Sarah Grochala

Colourblind/Colourseen: Performing a British multicultural public in the National Theatre’s England People Very Nice

Richard Bean’s England People Very Nice, which premiered at London’s National Theatre in February 2009, purported to celebrate British multicultural society through its depiction of four waves of immigration into London’s east end. While some, like the critic Charles Spencer, praised Bean’s comedy as ‘wise, brave and true’, others followed the playwright Hussain Ismail in branding the production as ‘racist’ and ‘offensive’. The play reinvigorated theatrical debates about racism in Britain, which culminated in a storming of the National’s stage by protestors.

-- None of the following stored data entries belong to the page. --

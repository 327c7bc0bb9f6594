// Library surface for the binary and for headless integration tests.
pub mod app;
pub mod app_dirs;
pub mod config;
pub mod difficulty;
pub mod engine;
pub mod error;
pub mod feedback;
pub mod puzzle;
pub mod runtime;
pub mod session;
pub mod tracker;
pub mod ui;
pub mod util;

pub use app::{App, RuntimeSettings};
pub use difficulty::DifficultyLevel;
pub use error::{Error, Result};
use directories::ProjectDirs;
use std::path::PathBuf;

pub const APP_NAME: &str = "mathquest";

/// Centralized application directory resolution
pub struct AppDirs;

impl AppDirs {
    pub fn config_path() -> Option<PathBuf> {
        if let Ok(dir) = std::env::var("XDG_CONFIG_HOME") {
            if !dir.is_empty() {
                return Some(PathBuf::from(dir).join(APP_NAME).join("config.json"));
            }
        }
        ProjectDirs::from("", "", APP_NAME).map(|pd| pd.config_dir().join("config.json"))
    }
}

This paper will consider the role played in this controversy by the use of both colourblind and racially specific casting in the production’s representation of a British public. It will argue that Joseph Papp’s utopian vision of a theatre where race would have no signification is unachievable, as it assumes that an audience can be trained not to see race and to ignore the historical and personal signification of racial differences onstage. Drawing on Dwight Conquergood’s application of Mikhail Bakhtin’s dialogical imagination to performance, this paper will instead consider colourblind casting as opening up a debate between the actor and the character’s racial identity. It will examine the ways in which colourblind casting interacted with Bean’s text to ameliorate moments of potential racial tension, while racially specific casting exacerbated them. From this examination, it will attempt to show how the play revealed an unresolved conflict in the British conceptio n of multiculturalism between integration on the one hand and respect for cultural diversity on the other.